(Stored data)
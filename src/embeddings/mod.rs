// Copyright (c) 2025 Fabstir
// SPDX-License-Identifier: BUSL-1.1

//! Upstream embedding providers
//!
//! The proxy never computes embeddings itself. This module holds the
//! provider trait, the shared result/error types, and the OpenAI client.

pub mod openai;
pub mod provider;
pub mod types;

pub use openai::{OpenAiEmbeddingProvider, OPENAI_EMBEDDING_MODEL, OPENAI_PROVIDER};
pub use provider::EmbeddingProvider;
pub use types::{Embedding, ProviderError};

#[cfg(test)]
pub use provider::MockEmbeddingProvider;
// Copyright (c) 2025 Fabstir
// SPDX-License-Identifier: BUSL-1.1
pub mod embed;
pub mod errors;
pub mod function;
pub mod handlers;
pub mod http_server;

pub use embed::{
    EmbedHandler, EmbedReply, EmbeddingRequest, EmbeddingResponse, InboundRequest, Responder,
};
pub use errors::{ApiError, ErrorResponse};
pub use function::{handle_event, handle_raw_event, FunctionEvent, FunctionResult};
pub use handlers::{health_handler, HealthResponse};
pub use http_server::{create_app, start_server, AppState};
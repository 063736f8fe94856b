//! `arka-core`: domain foundation building blocks.
//!
//! This crate contains **pure domain** primitives (no infrastructure concerns).

pub mod aggregate;
pub mod entity;
pub mod error;
pub mod id;
pub mod value_object;

pub use aggregate::{AggregateRoot, ExpectedVersion};
pub use entity::Entity;
pub use error::{DomainError, DomainResult};
pub use id::{BrandId, CategoryId, HistoryEntryId, ProductId};
pub use value_object::ValueObject;
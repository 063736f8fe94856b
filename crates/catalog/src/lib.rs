//! Catalog domain module.
//!
//! Products, their categories and brands, stock history entries and batch
//! adjustments. Pure, deterministic domain logic (no IO, no HTTP, no storage).
//! The stock invariant (`quantity >= 0`) lives on `Product`.

pub mod adjustment;
pub mod category;
pub mod history;
pub mod product;

pub use adjustment::{StockAdjustment, StockAdjustments};
pub use category::{Brand, Category};
pub use history::StockHistoryEntry;
pub use product::{
    MAX_DESCRIPTION_LEN, MAX_NAME_LEN, NewProduct, Price, Product, ProductPatch, ProductView,
};
use std::collections::HashMap;
use std::sync::{Arc, Mutex, MutexGuard, PoisonError};

use arka_core::ProductId;

/// Per-product mutual exclusion, keyed by product identity.
///
/// Mutations of the same product queue on that product's slot; mutations of
/// different products never share a lock. The registry mutex is only held
/// while a slot is looked up, never while a product is being mutated.
#[derive(Debug, Default)]
pub struct ProductLocks {
    slots: Mutex<HashMap<ProductId, Arc<Mutex<()>>>>,
}

impl ProductLocks {
    pub fn new() -> Self {
        Self::default()
    }

    /// The lock slot of `id`, created on first use.
    pub fn slot(&self, id: ProductId) -> Arc<Mutex<()>> {
        let mut slots = self.slots.lock().unwrap_or_else(PoisonError::into_inner);
        slots.entry(id).or_default().clone()
    }

    /// Lock a slot.
    ///
    /// The slot guards no data (product state lives in the store), so a
    /// poisoned slot is still usable.
    pub fn acquire(slot: &Mutex<()>) -> MutexGuard<'_, ()> {
        slot.lock().unwrap_or_else(PoisonError::into_inner)
    }

    /// Drop the slot of a deleted product.
    pub fn forget(&self, id: &ProductId) {
        let mut slots = self.slots.lock().unwrap_or_else(PoisonError::into_inner);
        slots.remove(id);
    }

    pub fn len(&self) -> usize {
        self.slots
            .lock()
            .unwrap_or_else(PoisonError::into_inner)
            .len()
    }

    pub fn is_empty(&self) -> bool {
        self.len() == 0
    }
}
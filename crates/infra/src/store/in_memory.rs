use std::collections::HashMap;
use std::sync::RwLock;

use arka_catalog::Product;
use arka_core::{AggregateRoot, ExpectedVersion, ProductId};

use super::product_store::{ProductStore, StoreError};

#[derive(Debug, Default)]
struct Products {
    by_id: HashMap<ProductId, Product>,
    by_name: HashMap<String, ProductId>,
}

/// In-memory product store.
///
/// Intended for tests/dev. A single write lock covers the id map and the name
/// index, so uniqueness and revision checks happen atomically with the write.
#[derive(Debug, Default)]
pub struct InMemoryProductStore {
    inner: RwLock<Products>,
}

impl InMemoryProductStore {
    pub fn new() -> Self {
        Self::default()
    }

    pub fn len(&self) -> usize {
        self.inner.read().map(|p| p.by_id.len()).unwrap_or(0)
    }

    pub fn is_empty(&self) -> bool {
        self.len() == 0
    }
}

fn poisoned() -> StoreError {
    StoreError::Unavailable("lock poisoned".to_string())
}

impl ProductStore for InMemoryProductStore {
    fn find_by_id(&self, id: &ProductId) -> Result<Option<Product>, StoreError> {
        let products = self.inner.read().map_err(|_| poisoned())?;
        Ok(products.by_id.get(id).cloned())
    }

    fn find_by_name(&self, name: &str) -> Result<Option<Product>, StoreError> {
        let products = self.inner.read().map_err(|_| poisoned())?;
        Ok(products
            .by_name
            .get(name)
            .and_then(|id| products.by_id.get(id))
            .cloned())
    }

    fn find_all_by_id(&self, ids: &[ProductId]) -> Result<Vec<Product>, StoreError> {
        let products = self.inner.read().map_err(|_| poisoned())?;
        Ok(ids
            .iter()
            .filter_map(|id| products.by_id.get(id).cloned())
            .collect())
    }

    fn exists_by_name(&self, name: &str) -> Result<bool, StoreError> {
        let products = self.inner.read().map_err(|_| poisoned())?;
        Ok(products.by_name.contains_key(name))
    }

    fn save(&self, product: Product) -> Result<Product, StoreError> {
        let mut guard = self.inner.write().map_err(|_| poisoned())?;
        let products = &mut *guard;
        let id = product.id_typed();

        let current = products.by_id.get(&id);
        let current_version = current.map(|p| p.version()).unwrap_or(0);
        ExpectedVersion::Exact(product.version())
            .check(current_version)
            .map_err(|e| StoreError::Concurrency(e.to_string()))?;

        if let Some(owner) = products.by_name.get(product.name()) {
            if *owner != id {
                return Err(StoreError::DuplicateName(product.name().to_string()));
            }
        }

        // Rename: release the old name.
        if let Some(previous_name) = current
            .filter(|p| p.name() != product.name())
            .map(|p| p.name().to_string())
        {
            products.by_name.remove(&previous_name);
        }

        let mut stored = product;
        stored.mark_saved();
        products.by_name.insert(stored.name().to_string(), id);
        products.by_id.insert(id, stored.clone());
        Ok(stored)
    }

    fn delete(&self, product: &Product) -> Result<(), StoreError> {
        let mut guard = self.inner.write().map_err(|_| poisoned())?;
        let products = &mut *guard;
        if let Some(removed) = products.by_id.remove(&product.id_typed()) {
            products.by_name.remove(removed.name());
        }
        Ok(())
    }

    fn find_all(&self) -> Result<Vec<Product>, StoreError> {
        let products = self.inner.read().map_err(|_| poisoned())?;
        Ok(products.by_id.values().cloned().collect())
    }
}
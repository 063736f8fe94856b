use std::sync::Arc;

use thiserror::Error;

use arka_catalog::Product;
use arka_core::ProductId;

/// Product store operation error.
///
/// These are **infrastructure errors** (storage, revisions, uniqueness
/// constraints) as opposed to domain errors. The ledger maps the first two onto
/// `DomainError::Conflict`.
#[derive(Debug, Error)]
pub enum StoreError {
    /// Another product already owns this name.
    #[error("product name '{0}' is already taken")]
    DuplicateName(String),

    /// The saved product was read at an older revision than the stored one.
    #[error("stale product revision: {0}")]
    Concurrency(String),

    /// The backing storage could not be used (poisoned lock, lost connection...).
    #[error("product store unavailable: {0}")]
    Unavailable(String),
}

/// Persistence for `Product` records, keyed by surrogate id and by unique name.
///
/// Implementations must:
/// - enforce name uniqueness atomically on `save` (`StoreError::DuplicateName`)
/// - reject a `save` whose revision does not match the stored one
///   (`StoreError::Concurrency`), and return the product at its new revision
pub trait ProductStore: Send + Sync {
    fn find_by_id(&self, id: &ProductId) -> Result<Option<Product>, StoreError>;

    fn find_by_name(&self, name: &str) -> Result<Option<Product>, StoreError>;

    /// Batch lookup. Ids that do not resolve are skipped.
    fn find_all_by_id(&self, ids: &[ProductId]) -> Result<Vec<Product>, StoreError>;

    fn exists_by_name(&self, name: &str) -> Result<bool, StoreError>;

    /// Insert or update a product.
    fn save(&self, product: Product) -> Result<Product, StoreError>;

    fn delete(&self, product: &Product) -> Result<(), StoreError>;

    fn find_all(&self) -> Result<Vec<Product>, StoreError>;
}

impl<S> ProductStore for Arc<S>
where
    S: ProductStore + ?Sized,
{
    fn find_by_id(&self, id: &ProductId) -> Result<Option<Product>, StoreError> {
        (**self).find_by_id(id)
    }

    fn find_by_name(&self, name: &str) -> Result<Option<Product>, StoreError> {
        (**self).find_by_name(name)
    }

    fn find_all_by_id(&self, ids: &[ProductId]) -> Result<Vec<Product>, StoreError> {
        (**self).find_all_by_id(ids)
    }

    fn exists_by_name(&self, name: &str) -> Result<bool, StoreError> {
        (**self).exists_by_name(name)
    }

    fn save(&self, product: Product) -> Result<Product, StoreError> {
        (**self).save(product)
    }

    fn delete(&self, product: &Product) -> Result<(), StoreError> {
        (**self).delete(product)
    }

    fn find_all(&self) -> Result<Vec<Product>, StoreError> {
        (**self).find_all()
    }
}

-- Instructions to follow --
Repeat exactly the lines starting at the line with "resolve are skipped." and ending with the final line of the entries. Include nothing else.

-- Written reply --
    /// Batch lookup. Ids that do not resolve are skipped.
    fn find_all_by_id(&self, ids: &[ProductId]) -> Result<Vec<Product>, StoreError>;

    fn exists_by_name(&self, name: &str) -> Result<bool, StoreError>;

    /// Insert or update a product.
    fn save(&self, product: Product) -> Result<Product, StoreError>;

    fn delete(&self, product: &Product) -> Result<(), StoreError>;

    fn find_all(&self) -> Result<Vec<Product>, StoreError>;
}

impl<S> ProductStore for Arc<S>
where
    S: ProductStore + ?Sized,
{
    fn find_by_id(&self, id: &ProductId) -> Result<Option<Product>, StoreError> {
        (**self).find_by_id(id)
    }

    fn find_by_name(&self, name: &str) -> Result<Option<Product>, StoreError> {
        (**self).find_by_name(name)
    }

    fn find_all_by_id(&self, ids: &[ProductId]) -> Result<Vec<Product>, StoreError> {
        (**self).find_all_by_id(ids)
    }

    fn exists_by_name(&self, name: &str) -> Result<bool, StoreError> {
        (**self).exists_by_name(name)
    }

    fn save(&self, product: Product) -> Result<Product, StoreError> {
        (**self).save(product)
    }

    fn delete(&self, product: &Product) -> Result<(), StoreError> {
        (**self).delete(product)
    }

    fn find_all(&self) -> Result<Vec<Product>, StoreError> {
        (**self).find_all()
    }
}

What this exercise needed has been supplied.